(Excerpts from a dataset)
○ ○ ○ ○ ○ ○ ○

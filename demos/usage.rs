extern crate ahrs_ekf;

use ahrs_ekf::covariance::diagonal_process_noise;
use ahrs_ekf::{Filter, FilterConfig, Vector};

fn main() {
    let mut ekf = Filter::new(diagonal_process_noise(1e-6, 1e-10), FilterConfig::default())
        .expect("default configuration is valid");
    ekf.predict(&Vector::new(0.0, 0.0, 0.0), 0.1)
        .expect("zero rate with positive dt is valid");
    println!("{:?}", ekf.to_euler_angles());
}
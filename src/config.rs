//! Start-up configuration of a [`Filter`](crate::Filter).
//!
//! Process noise is deliberately absent: it is a tuning parameter the
//! caller must always supply.

use crate::process::RateCompensation;
use crate::quaternion;
use crate::{Quaternion, Real, Vector};

/// Initial variance of each quaternion component.
pub const INITIAL_QUATERNION_VARIANCE: Real = 1.0;
/// Initial variance of each gyro bias component, (rad/s)².
pub const INITIAL_BIAS_VARIANCE: Real = 0.1 * 0.1;

#[derive(Debug, Clone, Copy, PartialEq)]
#[cfg_attr(feature = "serde", derive(serde::Serialize, serde::Deserialize))]
pub struct FilterConfig {
    /// Attitude the filter starts from (and returns to on reset). Does not
    /// need to be unit norm.
    pub initial_attitude: Quaternion,
    /// Gyro bias the filter starts from, rad/s.
    pub initial_bias: Vector,
    pub quaternion_variance: Real,
    pub bias_variance: Real,
    /// Whether the bias estimate is removed from the measured rate before
    /// the quaternion is integrated.
    pub rate_compensation: RateCompensation,
}

impl Default for FilterConfig {
    fn default() -> Self {
        FilterConfig {
            initial_attitude: quaternion::identity(),
            initial_bias: Vector::zeros(),
            quaternion_variance: INITIAL_QUATERNION_VARIANCE,
            bias_variance: INITIAL_BIAS_VARIANCE,
            rate_compensation: RateCompensation::default(),
        }
    }
}

impl FilterConfig {
    pub fn with_initial_attitude(mut self, attitude: Quaternion) -> Self {
        self.initial_attitude = attitude;
        self
    }

    pub fn with_initial_bias(mut self, bias: Vector) -> Self {
        self.initial_bias = bias;
        self
    }

    /// Diagonal of the quaternion block of the initial covariance.
    pub fn with_quaternion_variance(mut self, variance: Real) -> Self {
        self.quaternion_variance = variance;
        self
    }

    /// Diagonal of the bias block of the initial covariance.
    pub fn with_bias_variance(mut self, variance: Real) -> Self {
        self.bias_variance = variance;
        self
    }

    pub fn with_rate_compensation(mut self, compensation: RateCompensation) -> Self {
        self.rate_compensation = compensation;
        self
    }
}
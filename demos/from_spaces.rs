extern crate ahrs_ekf;

use ahrs_ekf::covariance::diagonal_process_noise;
use ahrs_ekf::nalgebra::Matrix3;
use ahrs_ekf::{Filter, FilterConfig, Real, Vector};
use std::io;
use std::io::BufRead;
use std::str::FromStr;

fn parse_float(s: &str) -> Real {
    Real::from_str(s).unwrap()
}

// format:
// ax ay az gx gy gz dt_s y p r
fn main() {
    let mut ekf = Filter::new(
        diagonal_process_noise(1e-6, 1e-10),
        FilterConfig::default().with_quaternion_variance(0.1),
    )
    .unwrap();
    let gravity = Vector::new(0.0, 0.0, 1.0);
    let accel_noise = Matrix3::from_diagonal_element(0.05);
    let stdin = io::stdin();
    for line in stdin.lock().lines() {
        let l = match line {
            Ok(ll) => ll,
            Err(_e) => return,
        };
        let vec = l.split_whitespace().collect::<Vec<&str>>();
        if vec.len() < 10 {
            continue;
        }
        let accel = Vector::new(
            parse_float(vec[0]),
            parse_float(vec[1]),
            parse_float(vec[2]),
        );
        let gyro = Vector::new(
            parse_float(vec[3]),
            parse_float(vec[4]),
            parse_float(vec[5]),
        );
        let dt_s = parse_float(vec[6]);
        let (ry, rp, rr) = (
            parse_float(vec[7]),
            parse_float(vec[8]),
            parse_float(vec[9]),
        );
        if let Err(e) = ekf.predict(&gyro, dt_s) {
            eprintln!("skipping sample: {}", e);
            continue;
        }
        if accel.norm() > 0.0 {
            if let Err(e) = ekf.update(&accel.normalize(), &gravity, &accel_noise) {
                eprintln!("update failed: {}", e);
            }
        }
        let ypr = ekf.to_euler_angles();

        for f in [ypr.yaw, ypr.pitch, ypr.roll, ry, rp, rr].iter() {
            let mut b = ryu::Buffer::new();
            let s = b.format(*f);
            print!("{}, ", s);
        }
        println!();
    }
}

○ ○ ○ ○ ○ ○ ○

**Task brief:**
For the records above, how many lines contain the word "FilterConfig"? Reply with the number only.

**Solution for this task:**
8